Mi sovvengono alcune considerazioni di san Paolo VI, formulate nel corso di una udienza. Inizierà – come altre volte nel suo stile – con delle domande: «il punto-vertice della grandezza cristiana non è il sacrificio? Dov’è la gioia? Come mettere d’accordo queste due opposte espressioni della vita cristiana, la sofferenza e la gioia? La domanda è spontanea e la risposta non è facile» esclamava, ma aggiungeva: «[La risposta] cerchiamola dapprima nel dramma dello stesso mistero pasquale, cioè della redenzione, che realizza in Cristo la sintesi della giustizia e della misericordia, dell’espiazione e del riscatto, della morte e della vita. Dolore e gioia non sono più irriducibili nemici. La legge sovrana del morire per vivere è la chiave per comprendere Cristo sacerdote e vittima, cioè nella sua essenziale definizione di Salvatore» (Udienza del 19 aprile 1972).

Nella luce di Cristo, anche del sacerdote si potrà dire che è sacerdos et hostia, sacerdote e vittima. Nella lettera inviata ai sacerdoti da Gerusalemme per il giovedì santo 2000 san Giovanni Paolo II scriveva: «Questo aspetto sacrificale segna profondamente l’Eucaristia, ed è insieme dimensione costitutiva del sacerdozio di Cristo e, in conseguenza, del nostro sacerdozio. Rileggiamo in questa luce le parole che ogni giorno pronunciamo, e che risuonarono per la prima volta proprio qui nel Cenacolo: “Prendete, e mangiatene tutti: questo è il mio Corpo offerto in sacrificio per voi [...] Prendete, e bevetene tutti: questo è il calice del mio Sangue per la nuova ed eterna Alleanza, versato per voi e per tutti in remissione dei peccati”» (Lettera del 23 marzo 2000).

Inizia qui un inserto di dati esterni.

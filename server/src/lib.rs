//! HTTP front for the story workflow proxy.
//!
//! # Design
//! The handler decodes the request, hands it to `WorkflowOrchestrator` on
//! tokio's blocking pool and forwards whatever result comes back. The
//! orchestrator's retry loop sleeps between attempts, so it must never run on
//! an async worker. Each run gets a `CancelToken` carrying the operation
//! deadline; if the inbound request is dropped, the token's guard cancels the
//! run at its next checkpoint.

pub mod logging;

use std::sync::Arc;
use std::time::Duration;

use axum::{
    extract::{rejection::JsonRejection, State},
    http::StatusCode,
    routing::{get, post},
    Json, Router,
};
use serde_json::{json, Value};
use story_core::{CancelToken, StoryRequest, WorkflowOrchestrator};
use tokio::net::TcpListener;

#[derive(Debug, Clone)]
pub struct AppState {
    orchestrator: Arc<WorkflowOrchestrator>,
    operation_timeout: Duration,
}

impl AppState {
    pub fn new(orchestrator: WorkflowOrchestrator, operation_timeout: Duration) -> Self {
        Self {
            orchestrator: Arc::new(orchestrator),
            operation_timeout,
        }
    }
}

pub fn app(state: AppState) -> Router {
    Router::new()
        .route("/api/generate-story", post(generate_story))
        .route("/health", get(health))
        .with_state(state)
}

pub async fn run(listener: TcpListener, state: AppState) -> Result<(), std::io::Error> {
    axum::serve(listener, app(state)).await
}

fn error_body(message: &str) -> Json<Value> {
    Json(json!({ "error": message, "status": "error" }))
}

async fn generate_story(
    State(state): State<AppState>,
    payload: Result<Json<StoryRequest>, JsonRejection>,
) -> (StatusCode, Json<Value>) {
    let request = match payload {
        Ok(Json(request)) => request,
        Err(rejection) => {
            tracing::warn!(error = %rejection, "rejecting story request");
            return (StatusCode::BAD_REQUEST, error_body("Invalid request body"));
        }
    };

    let cancel = CancelToken::new().with_timeout(state.operation_timeout);
    let guard = cancel.drop_guard();
    let orchestrator = Arc::clone(&state.orchestrator);
    let joined =
        tokio::task::spawn_blocking(move || orchestrator.generate(&request, &cancel)).await;
    guard.disarm();

    match joined {
        Ok(Ok(result)) => {
            let status =
                StatusCode::from_u16(result.http_status()).unwrap_or(StatusCode::INTERNAL_SERVER_ERROR);
            tracing::info!(
                status = status.as_u16(),
                tag = result.status_tag(),
                attempts = result.attempts,
                "story request finished"
            );
            (status, Json(result.to_body()))
        }
        Ok(Err(err)) => {
            tracing::error!(error = %err, "could not encode workflow request");
            (
                StatusCode::INTERNAL_SERVER_ERROR,
                error_body("Failed to prepare request"),
            )
        }
        Err(err) => {
            tracing::error!(error = %err, "story generation task failed");
            (
                StatusCode::INTERNAL_SERVER_ERROR,
                error_body("Story generation task failed"),
            )
        }
    }
}

async fn health() -> Json<Value> {
    Json(json!({ "status": "ok" }))
}
//! Attempt records and the terminal result of an orchestration run.
//!
//! # Design
//! Every run ends in exactly one `Outcome`. The HTTP status, the `status` tag
//! and the JSON body handed back to callers are all derived from it here, so
//! the handler only has to forward them.
//!
//! Exhausted service errors map to 502 while exhausted parse failures and
//! `control-flow-excluded` keep a success-class status: the first means the
//! workflow service failed, the other two mean it answered without usable
//! content.

use std::time::Duration;

use serde_json::{json, Map, Value};

use crate::cancel::CancelReason;
use crate::envelope::Unwrapped;

/// What happened on a single attempt.
#[derive(Debug, Clone, PartialEq, Eq)]
pub enum AttemptOutcome {
    TransportFailed(String),
    ReadFailed(String),
    ServiceError { status: u16 },
    ParseFailed(String),
    ControlFlowExcluded,
    Complete,
    /// Cancelled while the request was in flight; its reply, if any, is dropped.
    Abandoned,
}

impl AttemptOutcome {
    pub fn is_retryable(&self) -> bool {
        !matches!(self, AttemptOutcome::Complete | AttemptOutcome::Abandoned)
    }

    pub fn label(&self) -> &'static str {
        match self {
            AttemptOutcome::TransportFailed(_) => "transport_error",
            AttemptOutcome::ReadFailed(_) => "read_error",
            AttemptOutcome::ServiceError { .. } => "service_error",
            AttemptOutcome::ParseFailed(_) => "parse_error",
            AttemptOutcome::ControlFlowExcluded => "control_flow_excluded",
            AttemptOutcome::Complete => "complete",
            AttemptOutcome::Abandoned => "abandoned",
        }
    }
}

/// One pass through the retry loop.
#[derive(Debug, Clone)]
pub struct Attempt {
    pub number: u32,
    pub outcome: AttemptOutcome,
    pub status: Option<u16>,
    pub elapsed: Duration,
    pub raw_body: Option<Vec<u8>>,
    pub envelope: Option<Value>,
}

#[derive(Debug, Clone, PartialEq)]
pub enum Failure {
    Transport { detail: String },
    Read { detail: String },
    TargetStatus {
        status: u16,
        body: String,
        target_url: String,
    },
}

#[derive(Debug, Clone, PartialEq)]
pub enum Outcome {
    Success {
        http_status: u16,
        story: Unwrapped,
        envelope: Value,
    },
    /// The service answered but the body was never valid JSON.
    SuccessDegraded {
        http_status: u16,
        raw_response: String,
        parse_error: String,
    },
    /// Still `control-flow-excluded` after the last attempt.
    SoftIncomplete { envelope: Value },
    Failure(Failure),
    Cancelled(CancelReason),
    /// Loop ran out without a terminal outcome. Unreachable with the shipped
    /// policies.
    Exhausted,
}

#[derive(Debug, Clone)]
pub struct OrchestrationResult {
    pub outcome: Outcome,
    pub attempts: u32,
    pub attempt_log: Vec<Attempt>,
    pub last_envelope: Option<Value>,
}

const CONTROL_FLOW_INFO: &str = "The workflow returned control-flow-excluded. \
     This might indicate a configuration issue with the flow.";
const RAW_TEXT_NOTE: &str = "Story content returned as raw text (JSON parse failed)";

impl OrchestrationResult {
    pub fn is_success(&self) -> bool {
        matches!(
            self.outcome,
            Outcome::Success { .. } | Outcome::SuccessDegraded { .. }
        )
    }

    /// Status code to answer the inbound request with.
    pub fn http_status(&self) -> u16 {
        match &self.outcome {
            Outcome::Success { http_status, .. } | Outcome::SuccessDegraded { http_status, .. } => {
                *http_status
            }
            Outcome::SoftIncomplete { .. } | Outcome::Exhausted => 200,
            Outcome::Failure(Failure::TargetStatus { .. }) => 502,
            Outcome::Failure(_) => 500,
            Outcome::Cancelled(_) => 504,
        }
    }

    pub fn status_tag(&self) -> &'static str {
        match &self.outcome {
            Outcome::Success { .. } | Outcome::SuccessDegraded { .. } => "success",
            Outcome::SoftIncomplete { .. } => "control_flow_excluded",
            Outcome::Failure(_) => "error",
            Outcome::Cancelled(_) => "cancelled",
            Outcome::Exhausted => "completed_with_retries",
        }
    }

    pub fn message(&self) -> &'static str {
        match &self.outcome {
            Outcome::Success { .. } => "Story generation completed successfully",
            Outcome::SuccessDegraded { .. } => {
                "Story generation completed but response parsing failed"
            }
            Outcome::SoftIncomplete { .. } => {
                "Story generation completed but returned control-flow-excluded after all retries"
            }
            Outcome::Failure(Failure::Transport { .. }) => {
                "Failed to make request to story API after all retries"
            }
            Outcome::Failure(Failure::Read { .. }) => {
                "Failed to read response from story API after all retries"
            }
            Outcome::Failure(Failure::TargetStatus { .. }) => {
                "Target API returned an error after all retries"
            }
            Outcome::Cancelled(_) => "Story generation was cancelled before completion",
            Outcome::Exhausted => "Story generation completed after retries",
        }
    }

    /// JSON body for the inbound response. Always carries `status`,
    /// `message` and `attempts`.
    pub fn to_body(&self) -> Value {
        let mut body = Map::new();
        body.insert("message".into(), json!(self.message()));
        body.insert("status".into(), json!(self.status_tag()));
        body.insert("attempts".into(), json!(self.attempts));

        match &self.outcome {
            Outcome::Success {
                story, envelope, ..
            } => match story {
                Unwrapped::Structured(story) => {
                    body.insert("story".into(), story.clone());
                    body.insert("raw_data".into(), envelope.clone());
                }
                Unwrapped::RawText { text, parse_error } => {
                    body.insert("story_text".into(), json!(text));
                    body.insert("data".into(), envelope.clone());
                    body.insert("parse_note".into(), json!(RAW_TEXT_NOTE));
                    body.insert("parse_error".into(), json!(parse_error));
                }
                Unwrapped::Passthrough => {
                    body.insert("data".into(), envelope.clone());
                }
            },
            Outcome::SuccessDegraded {
                raw_response,
                parse_error,
                ..
            } => {
                body.insert("raw_response".into(), json!(raw_response));
                body.insert("parse_error".into(), json!(parse_error));
            }
            Outcome::SoftIncomplete { envelope } => {
                body.insert("data".into(), envelope.clone());
                body.insert("info".into(), json!(CONTROL_FLOW_INFO));
            }
            Outcome::Failure(failure) => {
                body.insert("error".into(), json!(self.message()));
                match failure {
                    Failure::Transport { detail } | Failure::Read { detail } => {
                        body.insert("detail".into(), json!(detail));
                    }
                    Failure::TargetStatus {
                        status,
                        body: target_body,
                        target_url,
                    } => {
                        body.insert("target_status".into(), json!(status));
                        body.insert("body".into(), json!(target_body));
                        body.insert("target_url".into(), json!(target_url));
                    }
                }
            }
            Outcome::Cancelled(reason) => {
                body.insert("error".into(), json!(reason.to_string()));
            }
            Outcome::Exhausted => {
                body.insert(
                    "data".into(),
                    self.last_envelope.clone().unwrap_or(Value::Null),
                );
            }
        }
        Value::Object(body)
    }
}
//! Error types for the blegate gateway
//!
//! Radio-level failures (`ConnectError`, `WriteError`) are caught by the arbitration
//! state machine and turned into transitions. `DecodeError` never escapes the decoder.
//! `GatewayError` is what intake callers see.

use thiserror::Error;

// ----------------------------------------------------------------------------
// Radio Errors
// ----------------------------------------------------------------------------

/// Failures while opening or preparing a connection
#[derive(Debug, Clone, PartialEq, Eq, Error)]
pub enum ConnectError {
    #[error("Connection timeout after {duration_ms}ms")]
    Timeout { duration_ms: u64 },

    #[error("Radio busy: {holder} holds the adapter")]
    RadioBusy { holder: String },

    #[error("Peripheral unreachable: {0}")]
    Unreachable(String),

    #[error("Characteristic not found: {characteristic}")]
    CharacteristicNotFound { characteristic: String },

    #[error("Failed to subscribe to notifications: {0}")]
    SubscribeFailed(String),

    #[error("BLE adapter not available: {0}")]
    AdapterUnavailable(String),
}

/// Failures while writing a payload to a connected peripheral
#[derive(Debug, Clone, PartialEq, Eq, Error)]
pub enum WriteError {
    #[error("Characteristic rejected write: {0}")]
    Rejected(String),

    #[error("Peripheral disconnected mid-write")]
    Disconnected,

    #[error("Write timeout after {duration_ms}ms")]
    Timeout { duration_ms: u64 },
}

/// Malformed notification payloads
#[derive(Debug, Clone, PartialEq, Eq, Error)]
pub enum DecodeError {
    #[error("Empty notification payload")]
    Empty,

    #[error("Invalid UTF-8 at byte {valid_up_to}")]
    InvalidUtf8 { valid_up_to: usize },
}

// ----------------------------------------------------------------------------
// Configuration Errors
// ----------------------------------------------------------------------------

/// Invalid or missing configuration, the only fatal error class
#[derive(Debug, Clone, PartialEq, Eq, Error)]
pub enum ConfigError {
    #[error("Missing required setting: {0}")]
    Missing(&'static str),

    #[error("Invalid peripheral address: {0}")]
    InvalidAddress(String),

    #[error("Invalid value for {field}: {reason}")]
    InvalidValue { field: &'static str, reason: String },

    #[error("Route references unknown category: {0}")]
    UnknownCategory(String),

    #[error("Failed to load configuration: {0}")]
    Loading(String),
}

// ----------------------------------------------------------------------------
// Gateway Errors
// ----------------------------------------------------------------------------

/// Errors reported to submitters of send requests
#[derive(Debug, Clone, PartialEq, Eq, Error)]
pub enum GatewayError {
    #[error("Connect failed after {attempts} attempt(s): {source}")]
    Connect {
        attempts: u32,
        #[source]
        source: ConnectError,
    },

    #[error("Write failed after {attempts} attempt(s): {source}")]
    Write {
        attempts: u32,
        #[source]
        source: WriteError,
    },

    #[error("Send queue full (capacity: {capacity})")]
    QueueFull { capacity: usize },

    #[error("Gateway shut down")]
    Shutdown,

    #[error("Configuration error: {0}")]
    Config(#[from] ConfigError),
}

/// Result type for gateway operations
pub type GatewayResult<T> = std::result::Result<T, GatewayError>;

/// Outcome of a single send attempt inside the state machine
#[derive(Debug, Clone, PartialEq, Eq, Error)]
pub enum SendFailure {
    #[error(transparent)]
    Connect(#[from] ConnectError),

    #[error(transparent)]
    Write(#[from] WriteError),
}

impl SendFailure {
    /// Convert into the caller-facing error once retries are exhausted
    pub fn into_gateway_error(self, attempts: u32) -> GatewayError {
        match self {
            SendFailure::Connect(source) => GatewayError::Connect { attempts, source },
            SendFailure::Write(source) => GatewayError::Write { attempts, source },
        }
    }
}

C’è un passo dell’Agenda di don Giuseppe, scritto dopo cinque mesi di vita parrocchiale, dove leggiamo: «Mi getto disperatamente tra le braccia di Gesù, di cui devo seguire le orme verso la Croce, il Calvario. Si scatenano le bufere umane che paiono tutto travolgere: con Dio io sono oltre la grigia nuvolaglia delle passioni, nell’atmosfera serena dell’azzurro infinito, nella pace divina. Allora soffro con gioia perché unito al mio Dio sulla croce. Così io rivivo alla nuova vita che è nella morte del corpo. Comprendo le eroiche pazzie dei Santi nel cercare la croce, la sofferenza: erano anime assetate di vita, quella vita sgorgata dal sangue versato sul Golgota che è lavacro di tutte le colpe, che è un farmaco di tutte le ferite».

Sono parole da inquadrare, certo, nelle iniziali difficoltà d’impostare una azione pastorale nel nuovo contesto; al tempo stesso, però, esse ci rivelano una disposizione di fondo che maturerà fino alla notte del 26 febbraio 1945, facendo di lui, giorno dopo giorno, un parroco per tutti, un  parroco per ciascuno e un parroco per i poveri, come ha scritto il vostro Vescovo. Questa via lo ha condotto a essere un parroco martire.